The Trans-Sahara Counter-Terrorism Initiative (TSCTI) kicked off last June to provide military expertise, equipment and development aid to nine Saharan nations whose vast, ungoverned reaches are considered fertile ground for militant Islamist groups looking to establish Afghanistan-style terror training camps and to engage in smuggling and other illicit activities.
The TSCTI represents a massive upgrade from the Pan-Sahel Initiative, a $7 million forerunner that was initiated in 2002 in what Theresa Whelan, US deputy assistant secretary of defense for African affairs, called "just a drop in the bucket" compared with the region's security needs.
In its campaign to justify the increase, the US military has likened the Sahara to the "Wild West", and the Salafist Group for Call and Combat (Groupe Salafiste pour la Predication et le Combat, or GSPC) is its most wanted enemy. On the US State Department's list of foreign terrorist organizations and estimated to have a few hundred remaining members based in Algeria, the group was formed in the late 1990s to overthrow the government in Algiers and create a hardline Islamic state. Its founders broke ranks with the notorious Armed Islamic Group over its policy of killing civilians indiscriminately during Algeria's 1992-99 civil war that left more than 100,000 dead. The GSPC was accused of kidnapping European tourists in 2003 and claimed responsibility for a spate of strikes around the Sahara last year that reportedly killed a total of 40 soldiers from Algeria and Mauritania. But some observers say terrorism in the Sahara is little more than a mirage and that protracted, high-profile US involvement could destabilize the region.
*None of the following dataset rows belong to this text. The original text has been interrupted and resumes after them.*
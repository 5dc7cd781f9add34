//! CSV targets over object storage, with optional gzip framing and an
//! optional typed column layer.
//!
//! Compression is framed here, not in the path resolver: the resolver
//! hands out raw byte handles and this layer wraps them in gzip when the
//! target is marked compressed. On write, the gzip encoder is finished
//! (flushing its trailer) strictly before the underlying handle, so the
//! stream on disk is always a valid single-member gzip file.

use std::io::{Read, Write};
use std::sync::Arc;

use csv::{Reader, ReaderBuilder, StringRecord, WriterBuilder};
use flate2::read::GzDecoder;
use flate2::write::GzEncoder;
use flate2::Compression;
use tracing::debug;

use emberflow_store::{ObjectStore, StoreConfig, StoreTarget, TargetHandle};

use crate::codec::{infer, ColumnCodec, ColumnTypes};
use crate::error::{Result, TargetError};
use crate::frame::{Column, Frame, Value};
use crate::options::CsvOptions;

/// CSV target addressed by an object-store URI.
///
/// Carries per-direction option defaults; per-call overrides win field by
/// field.
pub struct CsvTarget {
    store: StoreTarget,
    compressed: bool,
    read_options: CsvOptions,
    write_options: CsvOptions,
}

impl CsvTarget {
    pub fn new(store: StoreTarget, compressed: bool) -> Self {
        Self {
            store,
            compressed,
            read_options: CsvOptions::default(),
            write_options: CsvOptions::default(),
        }
    }

    /// Parse `uri` and build a target for it.
    pub fn from_uri(
        uri: &str,
        config: StoreConfig,
        remote: Arc<dyn ObjectStore>,
        compressed: bool,
    ) -> Result<Self> {
        Ok(Self::new(StoreTarget::from_uri(uri, config, remote)?, compressed))
    }

    pub fn with_read_options(mut self, options: CsvOptions) -> Self {
        self.read_options = options;
        self
    }

    pub fn with_write_options(mut self, options: CsvOptions) -> Self {
        self.write_options = options;
        self
    }

    pub fn store(&self) -> &StoreTarget {
        &self.store
    }

    pub fn compressed(&self) -> bool {
        self.compressed
    }

    pub fn exists(&self) -> Result<bool> {
        Ok(self.store.exists()?)
    }

    /// Open the raw byte handle. Compression framing is the caller's
    /// responsibility on this path.
    pub fn open(&self, mode: &str) -> Result<TargetHandle> {
        Ok(self.store.open(mode)?)
    }

    /// Write a frame as CSV: header row of column names, then one record
    /// per row, values serialized as-is.
    pub fn write_frame(&self, frame: &Frame) -> Result<()> {
        self.write_frame_with(frame, &CsvOptions::default())
    }

    pub fn write_frame_with(&self, frame: &Frame, overrides: &CsvOptions) -> Result<()> {
        let options = self.write_options.merge(overrides);
        self.write_with(&options, |w, opts| write_csv(w, frame, opts))
    }

    /// Write arbitrary row tuples, optionally preceded by a header row.
    /// No per-column transforms apply on this path.
    pub fn write_rows(&self, rows: &[Vec<String>], header: Option<&[String]>) -> Result<()> {
        self.write_with(&self.write_options.clone(), |w, opts| {
            write_raw_rows(w, rows, header, opts)
        })
    }

    /// Read the whole target into a frame with inferred column types.
    pub fn read_frame(&self) -> Result<Frame> {
        self.read_frame_with(&CsvOptions::default())
    }

    pub fn read_frame_with(&self, overrides: &CsvOptions) -> Result<Frame> {
        let options = self.read_options.merge(overrides);
        let reader = self.byte_reader()?;
        parse_csv(reader, &ColumnTypes::new(), &options)
    }

    /// Lazy forward-only chunked read. Each chunk holds at most
    /// `chunk_size` rows and is coerced independently; the handle is
    /// consumed, so re-reading requires another call.
    pub fn read_chunks(&self) -> Result<CsvChunks> {
        self.read_chunks_with(&CsvOptions::default())
    }

    pub fn read_chunks_with(&self, overrides: &CsvOptions) -> Result<CsvChunks> {
        let options = self.read_options.merge(overrides);
        let reader = self.byte_reader()?;
        CsvChunks::new(reader, ColumnTypes::new(), &options)
    }

    fn byte_reader(&self) -> Result<Box<dyn Read>> {
        let reader = self.store.reader()?;
        if self.compressed {
            Ok(Box::new(GzDecoder::new(reader)))
        } else {
            Ok(Box::new(reader))
        }
    }

    fn write_with<F>(&self, options: &CsvOptions, serialize: F) -> Result<()>
    where
        F: FnOnce(&mut dyn Write, &CsvOptions) -> Result<()>,
    {
        let writer = self.store.writer()?;
        if self.compressed {
            let mut encoder = GzEncoder::new(writer, Compression::default());
            serialize(&mut encoder, options)?;
            // Trailer first, then the handle; the other order produces a
            // truncated gzip stream.
            let writer = encoder.finish()?;
            writer.finish()?;
        } else {
            let mut writer = writer;
            serialize(&mut writer, options)?;
            writer.finish()?;
        }
        debug!(uri = %self.store.uri(), compressed = self.compressed, "Wrote CSV target");
        Ok(())
    }
}

/// CSV target whose columns are (de)serialized through a codec mapping.
///
/// Mapped columns are encoded before writing and parsed with their
/// declared wire type then decoded after reading; unmapped columns pass
/// through with inferred types.
pub struct TypedCsvTarget {
    inner: CsvTarget,
    types: ColumnTypes,
}

impl TypedCsvTarget {
    pub fn new(inner: CsvTarget, types: ColumnTypes) -> Self {
        Self { inner, types }
    }

    pub fn inner(&self) -> &CsvTarget {
        &self.inner
    }

    pub fn types(&self) -> &ColumnTypes {
        &self.types
    }

    pub fn exists(&self) -> Result<bool> {
        self.inner.exists()
    }

    pub fn write_typed(&self, frame: &Frame) -> Result<()> {
        self.write_typed_with(frame, &CsvOptions::default())
    }

    pub fn write_typed_with(&self, frame: &Frame, overrides: &CsvOptions) -> Result<()> {
        let options = self.inner.write_options.merge(overrides);
        self.inner
            .write_with(&options, |w, opts| write_typed_csv(w, frame, &self.types, opts))
    }

    pub fn read_typed(&self) -> Result<Frame> {
        self.read_typed_with(&CsvOptions::default())
    }

    pub fn read_typed_with(&self, overrides: &CsvOptions) -> Result<Frame> {
        let options = self.inner.read_options.merge(overrides);
        let reader = self.inner.byte_reader()?;
        read_typed_csv(reader, &self.types, &options)
    }

    /// Streaming variant of [`read_typed`](Self::read_typed); every chunk
    /// is dtype-coerced and decoded independently.
    pub fn read_typed_chunks(&self) -> Result<CsvChunks> {
        self.read_typed_chunks_with(&CsvOptions::default())
    }

    pub fn read_typed_chunks_with(&self, overrides: &CsvOptions) -> Result<CsvChunks> {
        let options = self.inner.read_options.merge(overrides);
        let reader = self.inner.byte_reader()?;
        CsvChunks::new(reader, self.types.clone(), &options)
    }

    /// Untransformed tuple writes, same as the untyped target.
    pub fn write_rows(&self, rows: &[Vec<String>], header: Option<&[String]>) -> Result<()> {
        self.inner.write_rows(rows, header)
    }
}

/// Serialize a frame as CSV onto any writer, applying each mapped
/// column's `encode` transform first.
pub fn write_typed_csv(
    writer: &mut dyn Write,
    frame: &Frame,
    types: &ColumnTypes,
    options: &CsvOptions,
) -> Result<()> {
    let encoded = transform_columns(frame.clone(), types, |codec, value| codec.encode(value))?;
    write_csv(writer, &encoded, options)
}

/// Parse CSV from any reader with each mapped column's declared wire
/// type, then apply its `decode` transform. Unmapped columns infer.
pub fn read_typed_csv<R: Read>(reader: R, types: &ColumnTypes, options: &CsvOptions) -> Result<Frame> {
    let frame = parse_csv(reader, types, options)?;
    transform_columns(frame, types, |codec, value| codec.decode(value))
}

/// Serialize a frame as CSV with no column transforms.
pub fn write_csv(writer: &mut dyn Write, frame: &Frame, options: &CsvOptions) -> Result<()> {
    let mut w = WriterBuilder::new()
        .delimiter(options.delimiter_or_default())
        .from_writer(writer);
    if options.has_header_or_default() {
        w.write_record(frame.column_names())?;
    }
    for row in 0..frame.num_rows() {
        w.write_record(frame.columns().iter().map(|c| c.values[row].render()))?;
    }
    w.flush()?;
    Ok(())
}

fn write_raw_rows(
    writer: &mut dyn Write,
    rows: &[Vec<String>],
    header: Option<&[String]>,
    options: &CsvOptions,
) -> Result<()> {
    let mut w = WriterBuilder::new()
        .delimiter(options.delimiter_or_default())
        .from_writer(writer);
    if let Some(header) = header {
        w.write_record(header)?;
    }
    for row in rows {
        w.write_record(row)?;
    }
    w.flush()?;
    Ok(())
}

fn parse_csv<R: Read>(raw: R, types: &ColumnTypes, options: &CsvOptions) -> Result<Frame> {
    let (mut reader, header) = open_csv_reader(raw, options)?;
    let rows = read_rows(&mut reader)?;
    let names = column_names(header, rows.first());
    build_frame(&names, &rows, types)
}

/// Lazy, finite, forward-only sequence of dtype-coerced frame chunks.
///
/// Not restartable: the underlying handle is consumed as chunks are
/// yielded.
pub struct CsvChunks {
    reader: Reader<Box<dyn Read>>,
    header: Option<Vec<String>>,
    types: ColumnTypes,
    chunk_size: usize,
    done: bool,
}

impl CsvChunks {
    fn new(raw: Box<dyn Read>, types: ColumnTypes, options: &CsvOptions) -> Result<Self> {
        let (reader, header) = open_csv_reader(raw, options)?;
        Ok(Self {
            reader,
            header,
            types,
            chunk_size: options.chunk_size_or_default(),
            done: false,
        })
    }

    pub fn chunk_size(&self) -> usize {
        self.chunk_size
    }

    fn read_chunk(&mut self) -> Result<Option<Frame>> {
        let mut rows: Vec<Vec<String>> = Vec::new();
        let mut record = StringRecord::new();
        while rows.len() < self.chunk_size {
            if !self.reader.read_record(&mut record)? {
                break;
            }
            rows.push(record.iter().map(str::to_string).collect());
        }
        if rows.is_empty() {
            return Ok(None);
        }
        let names = column_names(self.header.clone(), rows.first());
        let frame = build_frame(&names, &rows, &self.types)?;
        transform_columns(frame, &self.types, |codec, value| codec.decode(value)).map(Some)
    }
}

impl Iterator for CsvChunks {
    type Item = Result<Frame>;

    fn next(&mut self) -> Option<Self::Item> {
        if self.done {
            return None;
        }
        match self.read_chunk() {
            Ok(Some(frame)) => Some(Ok(frame)),
            Ok(None) => {
                self.done = true;
                None
            }
            Err(err) => {
                self.done = true;
                Some(Err(err))
            }
        }
    }
}

fn open_csv_reader<R: Read>(raw: R, options: &CsvOptions) -> Result<(Reader<R>, Option<Vec<String>>)> {
    let mut reader = ReaderBuilder::new()
        .has_headers(false)
        .delimiter(options.delimiter_or_default())
        .from_reader(raw);
    let header = if options.has_header_or_default() {
        let mut record = StringRecord::new();
        if reader.read_record(&mut record)? {
            Some(record.iter().map(str::to_string).collect())
        } else {
            // Empty input still declares an (empty) header.
            Some(Vec::new())
        }
    } else {
        None
    };
    Ok((reader, header))
}

fn read_rows<R: Read>(reader: &mut Reader<R>) -> Result<Vec<Vec<String>>> {
    let mut rows = Vec::new();
    let mut record = StringRecord::new();
    while reader.read_record(&mut record)? {
        rows.push(record.iter().map(str::to_string).collect());
    }
    Ok(rows)
}

fn column_names(header: Option<Vec<String>>, first_row: Option<&Vec<String>>) -> Vec<String> {
    match header {
        Some(names) => names,
        // Headerless CSV names its columns by position.
        None => (0..first_row.map_or(0, |r| r.len()))
            .map(|i| i.to_string())
            .collect(),
    }
}

fn build_frame(names: &[String], rows: &[Vec<String>], types: &ColumnTypes) -> Result<Frame> {
    let mut columns = Vec::with_capacity(names.len());
    for (idx, name) in names.iter().enumerate() {
        let codec = types.get(name);
        let mut values = Vec::with_capacity(rows.len());
        for row in rows {
            let cell = row.get(idx).map(String::as_str).unwrap_or("");
            let value = match codec {
                Some(codec) => codec.wire_type().coerce(name, cell)?,
                None => infer(cell),
            };
            values.push(value);
        }
        columns.push(Column::new(name.clone(), values));
    }
    Frame::try_new(columns)
}

fn transform_columns<F>(frame: Frame, types: &ColumnTypes, apply: F) -> Result<Frame>
where
    F: Fn(&dyn ColumnCodec, Value) -> crate::codec::CodecResult<Value>,
{
    let columns = frame
        .into_columns()
        .into_iter()
        .map(|column| match types.get(&column.name) {
            Some(codec) => {
                let Column { name, values } = column;
                let values = values
                    .into_iter()
                    .map(|value| {
                        apply(codec.as_ref(), value).map_err(|e| TargetError::codec(&name, e))
                    })
                    .collect::<Result<Vec<_>>>()?;
                Ok(Column::new(name, values))
            }
            None => Ok(column),
        })
        .collect::<Result<Vec<_>>>()?;
    Frame::try_new(columns)
}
"If anything, the [initiative] ... will generate terrorism, by which I mean resistance to the overall US presence and strategy," said Jeremy Keenan, a Sahara specialist at the University of East Anglia in Britain. Aside from the 2003 kidnapping issue, US and Algerian authorities have failed to present "indisputable verification of a single act of alleged terrorism in the Sahara", Keenan insists. "Without the GSPC, the US has no legitimacy for its presence in the region," he said, noting that a growing US dependence on African oil, which the administration of President George W Bush has declared a "national strategic interest", has moved the United States to bolster its presence in the region.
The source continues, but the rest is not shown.